//! Least-recently-used eviction policy.
//!
//! Entries live in a slab-backed doubly linked list ordered from most to
//! least recently used. [`PolicyData`] is the entry's slab index, so `use`
//! splices it to the front in O(1) without a lookup.

use parking_lot::Mutex;
use tracing::trace;

use super::policy::{CachePolicy, PolicyData};
use crate::fingerprint::Fingerprint;

#[derive(Debug)]
struct Node {
    id: Fingerprint,
    prev: Option<usize>,
    next: Option<usize>,
}

#[derive(Debug, Default)]
struct LruState {
    nodes: Vec<Option<Node>>,
    free_slots: Vec<usize>,
    /// Most recently used.
    head: Option<usize>,
    /// Least recently used.
    tail: Option<usize>,
    free_space: i64,
    live: usize,
}

impl LruState {
    fn node_mut(&mut self, index: usize) -> Option<&mut Node> {
        self.nodes.get_mut(index).and_then(Option::as_mut)
    }

    fn unlink(&mut self, index: usize) {
        let (prev, next) = match self.node_mut(index) {
            Some(node) => (node.prev.take(), node.next.take()),
            None => return,
        };
        match prev {
            Some(p) => {
                if let Some(n) = self.node_mut(p) {
                    n.next = next;
                }
            }
            None => self.head = next,
        }
        match next {
            Some(n) => {
                if let Some(node) = self.node_mut(n) {
                    node.prev = prev;
                }
            }
            None => self.tail = prev,
        }
    }

    fn push_front(&mut self, index: usize) {
        let old_head = self.head;
        if let Some(node) = self.node_mut(index) {
            node.prev = None;
            node.next = old_head;
        }
        if let Some(h) = old_head {
            if let Some(node) = self.node_mut(h) {
                node.prev = Some(index);
            }
        }
        self.head = Some(index);
        if self.tail.is_none() {
            self.tail = Some(index);
        }
    }

    fn touch(&mut self, index: usize) {
        if self.head != Some(index) {
            self.unlink(index);
            self.push_front(index);
        }
    }
}

/// LRU policy with a byte budget.
///
/// An entry is cachable only if it is smaller than `total_size * max_fraction`.
#[derive(Debug)]
pub struct LruPolicy {
    total_size: u64,
    max_fraction: f64,
    state: Mutex<LruState>,
}

impl LruPolicy {
    /// Creates a policy with a budget of `total_size` bytes.
    ///
    /// # Arguments
    ///
    /// * `total_size` - Byte budget shared by all entries
    /// * `max_fraction` - Largest share of the budget one entry may take,
    ///   clamped to `(0, 1]`
    pub fn new(total_size: u64, max_fraction: f64) -> Self {
        let max_fraction = if max_fraction.is_finite() && max_fraction > 0.0 {
            max_fraction.min(1.0)
        } else {
            1.0
        };
        Self {
            total_size,
            max_fraction,
            state: Mutex::new(LruState {
                free_space: i64::try_from(total_size).unwrap_or(i64::MAX),
                ..LruState::default()
            }),
        }
    }

    pub fn max_fraction(&self) -> f64 {
        self.max_fraction
    }

    /// Number of tracked entries.
    pub fn len(&self) -> usize {
        self.state.lock().live
    }

    pub fn is_empty(&self) -> bool {
        self.len() == 0
    }

    /// Entry ids from most to least recently used.
    pub fn recency_order(&self) -> Vec<Fingerprint> {
        let state = self.state.lock();
        let mut out = Vec::with_capacity(state.live);
        let mut cursor = state.head;
        while let Some(index) = cursor {
            match state.nodes.get(index).and_then(Option::as_ref) {
                Some(node) => {
                    out.push(node.id);
                    cursor = node.next;
                }
                None => break,
            }
        }
        out
    }
}

impl CachePolicy for LruPolicy {
    fn cachable(&self, size: u64) -> bool {
        let Ok(signed) = i64::try_from(size) else {
            return false;
        };
        if signed > i64::MAX / 2 {
            return false;
        }
        (size as f64) < (self.total_size as f64) * self.max_fraction
    }

    fn create(&self, id: &Fingerprint, size: u64) -> PolicyData {
        let mut state = self.state.lock();
        let node = Node {
            id: *id,
            prev: None,
            next: None,
        };
        let index = match state.free_slots.pop() {
            Some(index) => {
                state.nodes[index] = Some(node);
                index
            }
            None => {
                state.nodes.push(Some(node));
                state.nodes.len() - 1
            }
        };
        state.push_front(index);
        state.free_space -= size as i64;
        state.live += 1;
        trace!(fingerprint = %id, size, free = state.free_space, "lru create");
        PolicyData(index)
    }

    fn use_entry(&self, _id: &Fingerprint, data: PolicyData, _size: u64) {
        self.state.lock().touch(data.0);
    }

    fn use_and_update(&self, _id: &Fingerprint, data: PolicyData, old_size: u64, new_size: u64) {
        let mut state = self.state.lock();
        state.touch(data.0);
        state.free_space += old_size as i64 - new_size as i64;
    }

    fn destroy(&self, id: &Fingerprint, data: PolicyData, size: u64) {
        let mut state = self.state.lock();
        if state.nodes.get(data.0).and_then(Option::as_ref).is_none() {
            return;
        }
        state.unlink(data.0);
        state.nodes[data.0] = None;
        state.free_slots.push(data.0);
        state.free_space += size as i64;
        state.live -= 1;
        trace!(fingerprint = %id, size, free = state.free_space, "lru destroy");
    }

    fn next_item(&self, required: u64) -> Option<Fingerprint> {
        let state = self.state.lock();
        if state.free_space >= required as i64 {
            return None;
        }
        let tail = state.tail?;
        state.nodes.get(tail).and_then(Option::as_ref).map(|n| n.id)
    }

    fn free_space(&self) -> i64 {
        self.state.lock().free_space
    }

    fn total_size(&self) -> u64 {
        self.total_size
    }
}

#[cfg(test)]
mod tests {
    use super::*;

    fn fp(n: u8) -> Fingerprint {
        Fingerprint::from_bytes([n; 32])
    }

    #[test]
    fn test_cachable_respects_fraction() {
        let policy = LruPolicy::new(1000, 0.5);
        assert!(policy.cachable(499));
        assert!(!policy.cachable(500));
        assert!(!policy.cachable(u64::MAX));
    }

    #[test]
    fn test_free_space_accounting() {
        let policy = LruPolicy::new(1000, 1.0);
        let a = policy.create(&fp(1), 300);
        let b = policy.create(&fp(2), 200);
        assert_eq!(policy.free_space(), 500);

        policy.use_and_update(&fp(1), a, 300, 100);
        assert_eq!(policy.free_space(), 700);

        policy.destroy(&fp(2), b, 200);
        assert_eq!(policy.free_space(), 900);
        assert_eq!(policy.len(), 1);
    }

    #[test]
    fn test_next_item_is_least_recently_used() {
        let policy = LruPolicy::new(100, 1.0);
        let a = policy.create(&fp(1), 40);
        policy.create(&fp(2), 40);
        assert_eq!(policy.next_item(10), None);

        assert_eq!(policy.next_item(30), Some(fp(1)));
        policy.use_entry(&fp(1), a, 40);
        assert_eq!(policy.next_item(30), Some(fp(2)));
        assert_eq!(policy.recency_order(), vec![fp(1), fp(2)]);
    }

    #[test]
    fn test_slots_are_reused() {
        let policy = LruPolicy::new(100, 1.0);
        let a = policy.create(&fp(1), 10);
        policy.destroy(&fp(1), a, 10);
        let b = policy.create(&fp(2), 10);
        assert_eq!(a, b);
        assert_eq!(policy.recency_order(), vec![fp(2)]);
    }

    #[test]
    fn test_double_destroy_is_ignored() {
        let policy = LruPolicy::new(100, 1.0);
        let a = policy.create(&fp(1), 10);
        policy.destroy(&fp(1), a, 10);
        policy.destroy(&fp(1), a, 10);
        assert_eq!(policy.free_space(), 100);
    }

    #[test]
    fn test_empty_policy_has_no_victim() {
        let policy = LruPolicy::new(10, 1.0);
        assert_eq!(policy.next_item(100), None);
    }
}
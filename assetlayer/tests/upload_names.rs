//! Publishing content and names, resolving names, and removal.

mod common;

use std::sync::atomic::Ordering;
use std::sync::Arc;
use std::time::Duration;

use assetlayer::app::{AppConfig, AssetLayerApp};
use assetlayer::cache::{CacheChain, CacheLayer, MemoryCacheLayer, NetworkCacheLayer};
use assetlayer::fingerprint::Fingerprint;
use assetlayer::range::Range;
use assetlayer::transfer::{TransferManager, TransferStatus, UploadRequest};
use bytes::Bytes;
use common::{hash_context, lookup_for, mem_handlers, service_list, transfer_services, MemStore, PAGE};
use tempfile::TempDir;
use tokio::sync::mpsc;
use url::Url;

fn manager_for(store: &Arc<MemStore>, bases: &[&str]) -> (TransferManager, Arc<MemoryCacheLayer>) {
    let handlers = mem_handlers(store);
    let services = transfer_services(&handlers, lookup_for(bases));
    let memory = Arc::new(MemoryCacheLayer::new(1 << 20, 1.0));
    let network = Arc::new(NetworkCacheLayer::new(services.downloads.clone().unwrap()));
    let chain = CacheChain::new(vec![memory.clone() as Arc<dyn CacheLayer>, network]);
    let manager = TransferManager::builder(chain)
        .services(services)
        .build()
        .unwrap();
    (manager, memory)
}

fn name(s: &str) -> Url {
    Url::parse(s).unwrap()
}

#[tokio::test(flavor = "multi_thread", worker_threads = 4)]
async fn publish_stores_content_and_serves_it_locally() {
    let store = MemStore::new();
    let (manager, memory) = manager_for(&store, &["mem://good/files/"]);

    let request = UploadRequest::for_content(&hash_context(), PAGE).unwrap();
    let target = request.target.clone();
    assert_eq!(manager.publish(request).await, TransferStatus::Success);

    let stored = store.get(&format!("mem://good/files/{}", target.fingerprint.to_hex()));
    assert_eq!(stored.as_deref(), Some(PAGE));
    assert!(memory.holds(&target.fingerprint));

    let data = manager.fetch(target, Range::whole_file()).await.unwrap();
    assert_eq!(data.flatten().unwrap().as_ref(), PAGE);
    assert_eq!(store.download_count(), 0);
}

#[tokio::test(flavor = "multi_thread", worker_threads = 4)]
async fn concurrent_uploads_to_one_target_share_the_work() {
    let store = MemStore::with_delay(Duration::from_millis(50));
    let (manager, _) = manager_for(&store, &["mem://good/files/"]);
    let request = UploadRequest::for_content(&hash_context(), PAGE).unwrap();

    let (tx, mut rx) = mpsc::unbounded_channel();
    for _ in 0..2 {
        let tx = tx.clone();
        manager.upload(request.clone(), move |event| {
            let _ = tx.send(event.status());
        });
    }
    drop(tx);

    let mut statuses = Vec::new();
    while let Some(status) = rx.recv().await {
        statuses.push(status);
    }
    assert_eq!(statuses, vec![TransferStatus::Success; 2]);
    assert_eq!(store.upload_count(), 1);
    assert_eq!(manager.metrics().snapshot().uploads_joined, 1);
}

#[tokio::test(flavor = "multi_thread", worker_threads = 4)]
async fn existing_content_is_not_uploaded_again() {
    let store = MemStore::new();
    let (manager, _) = manager_for(&store, &["mem://good/files/"]);
    let request = UploadRequest::for_content(&hash_context(), PAGE).unwrap();
    store.put(
        &format!("mem://good/files/{}", request.target.fingerprint.to_hex()),
        PAGE,
    );

    assert_eq!(manager.publish(request.clone()).await, TransferStatus::Success);
    assert_eq!(store.upload_count(), 0);

    assert_eq!(manager.publish(request.force(true)).await, TransferStatus::Success);
    assert_eq!(store.upload_count(), 1);
}

#[tokio::test(flavor = "multi_thread", worker_threads = 4)]
async fn mismatched_data_is_refused() {
    let store = MemStore::new();
    let (manager, _) = manager_for(&store, &["mem://good/files/"]);
    let mut request = UploadRequest::for_content(&hash_context(), PAGE).unwrap();
    request.data = Bytes::from_static(b"something else");

    assert_eq!(manager.publish(request).await, TransferStatus::UploadFailed);
    assert_eq!(store.upload_count(), 0);
}

#[tokio::test(flavor = "multi_thread", worker_threads = 4)]
async fn named_upload_resolves_back_to_content() {
    let store = MemStore::new();
    let (manager, _) = manager_for(&store, &["mem://good/files/"]);
    let tree = name("mem://good/names/tree.mesh");

    let request = UploadRequest::for_content(&hash_context(), PAGE)
        .unwrap()
        .with_name(tree.clone());
    let target = request.target.clone();
    assert_eq!(manager.publish(request).await, TransferStatus::Success);
    assert_eq!(store.name_uploads.load(Ordering::SeqCst), 1);
    assert_eq!(store.resolved(tree.as_str()), Some(target.clone()));

    // Force the bytes to come from the service.
    manager.purge(&target.fingerprint).await;
    let (resolved, data) = manager
        .fetch_by_name(tree, Range::with_length(0, 6, false))
        .await
        .unwrap();
    assert_eq!(resolved, target);
    assert_eq!(data.flatten().unwrap().as_ref(), b"<HTML>");
    assert_eq!(store.download_count(), 1);
}

#[tokio::test(flavor = "multi_thread", worker_threads = 4)]
async fn unknown_name_fails_lookup() {
    let store = MemStore::new();
    let (manager, _) = manager_for(&store, &["mem://good/files/"]);

    let outcome = manager
        .fetch_by_name(name("mem://good/names/missing"), Range::whole_file())
        .await;
    assert_eq!(outcome.unwrap_err(), TransferStatus::NameLookupFailed);
    assert_eq!(store.download_count(), 0);
}

#[tokio::test(flavor = "multi_thread", worker_threads = 4)]
async fn refusing_service_reports_auth_failure() {
    let store = MemStore::new();
    let (manager, _) = manager_for(&store, &["mem://denied/files/"]);

    let request = UploadRequest::for_content(&hash_context(), PAGE).unwrap();
    assert_eq!(manager.publish(request).await, TransferStatus::AuthFailed);

    let outcome = manager
        .fetch_by_name(name("mem://denied/names/tree.mesh"), Range::whole_file())
        .await;
    assert_eq!(outcome.unwrap_err(), TransferStatus::AuthFailed);
}

#[tokio::test(flavor = "multi_thread", worker_threads = 4)]
async fn failing_candidate_falls_through_to_the_next() {
    let store = MemStore::new();
    let (manager, _) = manager_for(&store, &["mem://denied/files/", "mem://good/files/"]);

    let request = UploadRequest::for_content(&hash_context(), PAGE).unwrap();
    let target = request.target.clone();
    assert_eq!(manager.publish(request).await, TransferStatus::Success);
    assert!(store
        .get(&format!("mem://good/files/{}", target.fingerprint.to_hex()))
        .is_some());
}

#[tokio::test(flavor = "multi_thread", worker_threads = 4)]
async fn remove_deletes_remote_and_local_copies() {
    let store = MemStore::new();
    let (manager, memory) = manager_for(&store, &["mem://good/files/"]);
    let request = UploadRequest::for_content(&hash_context(), PAGE).unwrap();
    let target = request.target.clone();
    let uri = format!("mem://good/files/{}", target.fingerprint.to_hex());
    assert_eq!(manager.publish(request).await, TransferStatus::Success);

    assert_eq!(manager.remove(&target).await, TransferStatus::Success);
    assert!(store.get(&uri).is_none());
    assert!(!memory.holds(&target.fingerprint));

    assert_eq!(manager.remove(&target).await, TransferStatus::UploadFailed);
    let gone = manager.fetch(target, Range::whole_file()).await;
    assert_eq!(gone.unwrap_err(), TransferStatus::DownloadFailed);
}

#[tokio::test(flavor = "multi_thread", worker_threads = 4)]
async fn cleanup_waits_for_remove_in_progress() {
    let store = MemStore::with_delay(Duration::from_millis(200));
    let (manager, _) = manager_for(&store, &["mem://good/files/"]);
    let target = UploadRequest::for_content(&hash_context(), PAGE)
        .unwrap()
        .target;
    let uri = format!("mem://good/files/{}", target.fingerprint.to_hex());
    store.put(&uri, PAGE);

    let removing = {
        let manager = manager.clone();
        let target = target.clone();
        tokio::spawn(async move { manager.remove(&target).await })
    };
    tokio::time::timeout(Duration::from_secs(2), async {
        while manager.pending_operations() == 0 {
            tokio::task::yield_now().await;
        }
    })
    .await
    .unwrap();

    manager.cleanup().await;
    assert!(store.get(&uri).is_none());
    assert_eq!(manager.pending_operations(), 0);
    assert_eq!(removing.await.unwrap(), TransferStatus::Success);

    assert_eq!(manager.remove(&target).await, TransferStatus::ShutdownInProgress);
}

#[tokio::test(flavor = "multi_thread", worker_threads = 4)]
async fn app_publishes_and_fetches_through_configured_services() {
    let dir = TempDir::new().unwrap();
    let store = MemStore::new();
    let config = AppConfig::new(dir.path().join("cache"))
        .with_memory_cache_size(1 << 20)
        .with_services(hash_context(), service_list(&["mem://good/files/"]));
    let app = AssetLayerApp::start_with_handlers(config, mem_handlers(&store))
        .await
        .unwrap();

    let content = b"mesh data published through the app".to_vec();
    let request = UploadRequest::for_content(&hash_context(), content.clone())
        .unwrap()
        .with_name(name("mem://good/names/rock.mesh"));
    let fingerprint: Fingerprint = request.target.fingerprint;
    assert_eq!(app.transfer().publish(request).await, TransferStatus::Success);

    assert_eq!(app.purge(&fingerprint).await, 2);
    let (_, data) = app
        .transfer()
        .fetch_by_name(name("mem://good/names/rock.mesh"), Range::whole_file())
        .await
        .unwrap();
    assert_eq!(data.flatten().unwrap().as_ref(), content.as_slice());

    let disk = app.disk_cache().unwrap();
    assert!(disk.holds(&fingerprint));
    app.shutdown().await;
}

_Exercise prompt_
Where a line of the records above holds the word "return", copy that line.

_Response to this exercise_
            None => return,
            return false;
            return false;
            return;
            return None;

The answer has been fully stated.